Reproduce every record exactly as given.

━━ Material supplied ━━

// Copyright (c) Starcoin, Inc.
// SPDX-License-Identifier: Apache-2.0

//! In-memory Bitcoin node and transaction builders for tests.

use super::rpc::{BitcoinRpc, RawTransaction, ScriptPubKey, TxInput, TxOutput, VerboseBlock};
use crate::error::{BridgeError, BridgeResult};
use async_trait::async_trait;
use bitcoin::hashes::Hash;
use bitcoin::{Address, Amount, BlockHash, Network, ScriptBuf, WPubkeyHash};
use parking_lot::Mutex;
use std::collections::{BTreeMap, HashMap};
use std::sync::atomic::{AtomicUsize, Ordering};
use std::sync::Arc;

#[derive(Clone, Default)]
pub(crate) struct BitcoinMockRpc {
    blocks: Arc<Mutex<BTreeMap<u64, VerboseBlock>>>,
    transactions: Arc<Mutex<HashMap<String, RawTransaction>>>,
    block_hash_failures: Arc<Mutex<HashMap<u64, usize>>>,
    raw_transaction_failures: Arc<Mutex<HashMap<String, usize>>>,
    unreachable: Arc<Mutex<bool>>,
    raw_transaction_calls: Arc<AtomicUsize>,
}

impl BitcoinMockRpc {
    /// Adds a block at `height`. Its transactions become resolvable by txid too.
    pub(crate) fn add_block(&self, height: u64, tx: Vec<RawTransaction>) -> BlockHash {
        let mut bytes = [0u8; 32];
        bytes[..8].copy_from_slice(&height.to_le_bytes());
        let hash = BlockHash::from_byte_array(bytes);
        for t in &tx {
            self.add_transaction(t.clone());
        }
        self.blocks
            .lock()
            .insert(height, VerboseBlock { hash, height, tx });
        hash
    }

    pub(crate) fn add_transaction(&self, tx: RawTransaction) {
        self.transactions.lock().insert(tx.txid.clone(), tx);
    }

    /// Makes the next `times` `getblockhash` calls for `height` fail.
    pub(crate) fn fail_block_hash(&self, height: u64, times: usize) {
        self.block_hash_failures.lock().insert(height, times);
    }

    /// Makes the next `times` `getrawtransaction` calls for `txid` fail transiently.
    pub(crate) fn fail_raw_transaction(&self, txid: &str, times: usize) {
        self.raw_transaction_failures
            .lock()
            .insert(txid.to_string(), times);
    }

    pub(crate) fn set_unreachable(&self, unreachable: bool) {
        *self.unreachable.lock() = unreachable;
    }

    pub(crate) fn raw_transaction_calls(&self) -> usize {
        self.raw_transaction_calls.load(Ordering::SeqCst)
    }

    fn check_reachable(&self) -> BridgeResult<()> {
        if *self.unreachable.lock() {
            return Err(BridgeError::Rpc("connection refused".into()));
        }
        Ok(())
    }
}

#[async_trait]
impl BitcoinRpc for BitcoinMockRpc {
    async fn get_block_count(&self) -> BridgeResult<u64> {
        self.check_reachable()?;
        Ok(self.blocks.lock().keys().next_back().copied().unwrap_or(0))
    }

    async fn get_block_hash(&self, height: u64) -> BridgeResult<BlockHash> {
        self.check_reachable()?;
        if let Some(left) = self.block_hash_failures.lock().get_mut(&height) {
            if *left > 0 {
                *left -= 1;
                return Err(BridgeError::Rpc(format!("getblockhash {height} failed")));
            }
        }
        self.blocks
            .lock()
            .get(&height)
            .map(|block| block.hash)
            .ok_or(BridgeError::BlockUnavailable(height))
    }

    async fn get_block_verbose(&self, hash: &BlockHash) -> BridgeResult<VerboseBlock> {
        self.check_reachable()?;
        self.blocks
            .lock()
            .values()
            .find(|block| &block.hash == hash)
            .cloned()
            .ok_or_else(|| BridgeError::Rpc(format!("block {hash} not found")))
    }

    async fn get_raw_transaction(&self, txid: &str) -> BridgeResult<RawTransaction> {
        self.check_reachable()?;
        self.raw_transaction_calls.fetch_add(1, Ordering::SeqCst);
        if let Some(left) = self.raw_transaction_failures.lock().get_mut(txid) {
            if *left > 0 {
                *left -= 1;
                return Err(BridgeError::Rpc(format!("getrawtransaction {txid} failed")));
            }
        }
        self.transactions
            .lock()
            .get(txid)
            .cloned()
            .ok_or_else(|| BridgeError::TransactionNotFound(txid.to_string()))
    }
}

fn p2wpkh_script(seed: u8) -> ScriptBuf {
    ScriptBuf::new_p2wpkh(&WPubkeyHash::from_byte_array([seed; 20]))
}

/// The P2WPKH address identified by `seed` in these helpers.
pub(crate) fn address_for(seed: u8, network: Network) -> Address {
    Address::from_script(&p2wpkh_script(seed), network).unwrap()
}

pub(crate) fn p2wpkh_output(n: u32, sats: u64, seed: u8) -> TxOutput {
    let script = p2wpkh_script(seed);
    TxOutput {
        value: Amount::from_sat(sats),
        n,
        script_pub_key: ScriptPubKey {
            asm: format!("0 {}", hex::encode([seed; 20])),
            hex: hex::encode(script.as_bytes()),
            kind: "witness_v0_keyhash".into(),
        },
    }
}

pub(crate) fn nulldata_output(n: u32, asm: &str) -> TxOutput {
    TxOutput {
        value: Amount::ZERO,
        n,
        script_pub_key: ScriptPubKey {
            asm: asm.into(),
            hex: "6a".into(),
            kind: "nulldata".into(),
        },
    }
}

/// `OP_RETURN <memo>`, memo shorter than 76 bytes.
pub(crate) fn memo_output(n: u32, memo: &str) -> TxOutput {
    let data = hex::encode(memo.as_bytes());
    TxOutput {
        value: Amount::ZERO,
        n,
        script_pub_key: ScriptPubKey {
            asm: format!("OP_RETURN {data}"),
            hex: format!("6a{:02x}{}", memo.len(), data),
            kind: "nulldata".into(),
        },
    }
}

pub(crate) fn spend_tx(txid: &str, prev: (&str, u32), vout: Vec<TxOutput>) -> RawTransaction {
    RawTransaction {
        txid: txid.into(),
        hash: format!("{txid}-w"),
        vin: vec![TxInput {
            txid: Some(prev.0.into()),
            vout: Some(prev.1),
            coinbase: None,
        }],
        vout,
    }
}

/// A coinbase paying `sats` to `seed` in output 0.
pub(crate) fn funding_tx(txid: &str, seed: u8, sats: u64) -> RawTransaction {
    RawTransaction {
        txid: txid.into(),
        hash: txid.into(),
        vin: vec![TxInput {
            txid: None,
            vout: None,
            coinbase: Some("00".into()),
        }],
        vout: vec![p2wpkh_output(0, sats, seed)],
    }
}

━━━

Written reply
// Copyright (c) Starcoin, Inc.
// SPDX-License-Identifier: Apache-2.0

//! In-memory Bitcoin node and transaction builders for tests.

use super::rpc::{BitcoinRpc, RawTransaction, ScriptPubKey, TxInput, TxOutput, VerboseBlock};
use crate::error::{BridgeError, BridgeResult};
use async_trait::async_trait;
use bitcoin::hashes::Hash;
use bitcoin::{Address, Amount, BlockHash, Network, ScriptBuf, WPubkeyHash};
use parking_lot::Mutex;
use std::collections::{BTreeMap, HashMap};
use std::sync::atomic::{AtomicUsize, Ordering};
use std::sync::Arc;

#[derive(Clone, Default)]
pub(crate) struct BitcoinMockRpc {
    blocks: Arc<Mutex<BTreeMap<u64, VerboseBlock>>>,
    transactions: Arc<Mutex<HashMap<String, RawTransaction>>>,
    block_hash_failures: Arc<Mutex<HashMap<u64, usize>>>,
    raw_transaction_failures: Arc<Mutex<HashMap<String, usize>>>,
    unreachable: Arc<Mutex<bool>>,
    raw_transaction_calls: Arc<AtomicUsize>,
}

impl BitcoinMockRpc {
    /// Adds a block at `height`. Its transactions become resolvable by txid too.
    pub(crate) fn add_block(&self, height: u64, tx: Vec<RawTransaction>) -> BlockHash {
        let mut bytes = [0u8; 32];
        bytes[..8].copy_from_slice(&height.to_le_bytes());
        let hash = BlockHash::from_byte_array(bytes);
        for t in &tx {
            self.add_transaction(t.clone());
        }
        self.blocks
            .lock()
            .insert(height, VerboseBlock { hash, height, tx });
        hash
    }

    pub(crate) fn add_transaction(&self, tx: RawTransaction) {
        self.transactions.lock().insert(tx.txid.clone(), tx);
    }

    /// Makes the next `times` `getblockhash` calls for `height` fail.
    pub(crate) fn fail_block_hash(&self, height: u64, times: usize) {
        self.block_hash_failures.lock().insert(height, times);
    }

    /// Makes the next `times` `getrawtransaction` calls for `txid` fail transiently.
    pub(crate) fn fail_raw_transaction(&self, txid: &str, times: usize) {
        self.raw_transaction_failures
            .lock()
            .insert(txid.to_string(), times);
    }

    pub(crate) fn set_unreachable(&self, unreachable: bool) {
        *self.unreachable.lock() = unreachable;
    }

    pub(crate) fn raw_transaction_calls(&self) -> usize {
        self.raw_transaction_calls.load(Ordering::SeqCst)
    }

    fn check_reachable(&self) -> BridgeResult<()> {
        if *self.unreachable.lock() {
            return Err(BridgeError::Rpc("connection refused".into()));
        }
        Ok(())
    }
}

#[async_trait]
impl BitcoinRpc for BitcoinMockRpc {
    async fn get_block_count(&self) -> BridgeResult<u64> {
        self.check_reachable()?;
        Ok(self.blocks.lock().keys().next_back().copied().unwrap_or(0))
    }

    async fn get_block_hash(&self, height: u64) -> BridgeResult<BlockHash> {
        self.check_reachable()?;
        if let Some(left) = self.block_hash_failures.lock().get_mut(&height) {
            if *left > 0 {
                *left -= 1;
                return Err(BridgeError::Rpc(format!("getblockhash {height} failed")));
            }
        }
        self.blocks
            .lock()
            .get(&height)
            .map(|block| block.hash)
            .ok_or(BridgeError::BlockUnavailable(height))
    }

    async fn get_block_verbose(&self, hash: &BlockHash) -> BridgeResult<VerboseBlock> {
        self.check_reachable()?;
        self.blocks
            .lock()
            .values()
            .find(|block| &block.hash == hash)
            .cloned()
            .ok_or_else(|| BridgeError::Rpc(format!("block {hash} not found")))
    }

    async fn get_raw_transaction(&self, txid: &str) -> BridgeResult<RawTransaction> {
        self.check_reachable()?;
        self.raw_transaction_calls.fetch_add(1, Ordering::SeqCst);
        if let Some(left) = self.raw_transaction_failures.lock().get_mut(txid) {
            if *left > 0 {
                *left -= 1;
                return Err(BridgeError::Rpc(format!("getrawtransaction {txid} failed")));
            }
        }
        self.transactions
            .lock()
            .get(txid)
            .cloned()
            .ok_or_else(|| BridgeError::TransactionNotFound(txid.to_string()))
    }
}

fn p2wpkh_script(seed: u8) -> ScriptBuf {
    ScriptBuf::new_p2wpkh(&WPubkeyHash::from_byte_array([seed; 20]))
}

/// The P2WPKH address identified by `seed` in these helpers.
pub(crate) fn address_for(seed: u8, network: Network) -> Address {
    Address::from_script(&p2wpkh_script(seed), network).unwrap()
}

pub(crate) fn p2wpkh_output(n: u32, sats: u64, seed: u8) -> TxOutput {
    let script = p2wpkh_script(seed);
    TxOutput {
        value: Amount::from_sat(sats),
        n,
        script_pub_key: ScriptPubKey {
            asm: format!("0 {}", hex::encode([seed; 20])),
            hex: hex::encode(script.as_bytes()),
            kind: "witness_v0_keyhash".into(),
        },
    }
}

pub(crate) fn nulldata_output(n: u32, asm: &str) -> TxOutput {
    TxOutput {
        value: Amount::ZERO,
        n,
        script_pub_key: ScriptPubKey {
            asm: asm.into(),
            hex: "6a".into(),
            kind: "nulldata".into(),
        },
    }
}

/// `OP_RETURN <memo>`, memo shorter than 76 bytes.
pub(crate) fn memo_output(n: u32, memo: &str) -> TxOutput {
    let data = hex::encode(memo.as_bytes());
    TxOutput {
        value: Amount::ZERO,
        n,
        script_pub_key: ScriptPubKey {
            asm: format!("OP_RETURN {data}"),
            hex: format!("6a{:02x}{}", memo.len(), data),
            kind: "nulldata".into(),
        },
    }
}

pub(crate) fn spend_tx(txid: &str, prev: (&str, u32), vout: Vec<TxOutput>) -> RawTransaction {
    RawTransaction {
        txid: txid.into(),
        hash: format!("{txid}-w"),
        vin: vec![TxInput {
            txid: Some(prev.0.into()),
            vout: Some(prev.1),
            coinbase: None,
        }],
        vout,
    }
}

/// A coinbase paying `sats` to `seed` in output 0.
pub(crate) fn funding_tx(txid: &str, seed: u8, sats: u64) -> RawTransaction {
    RawTransaction {
        txid: txid.into(),
        hash: txid.into(),
        vin: vec![TxInput {
            txid: None,
            vout: None,
            coinbase: Some("00".into()),
        }],
        vout: vec![p2wpkh_output(0, sats, seed)],
    }
}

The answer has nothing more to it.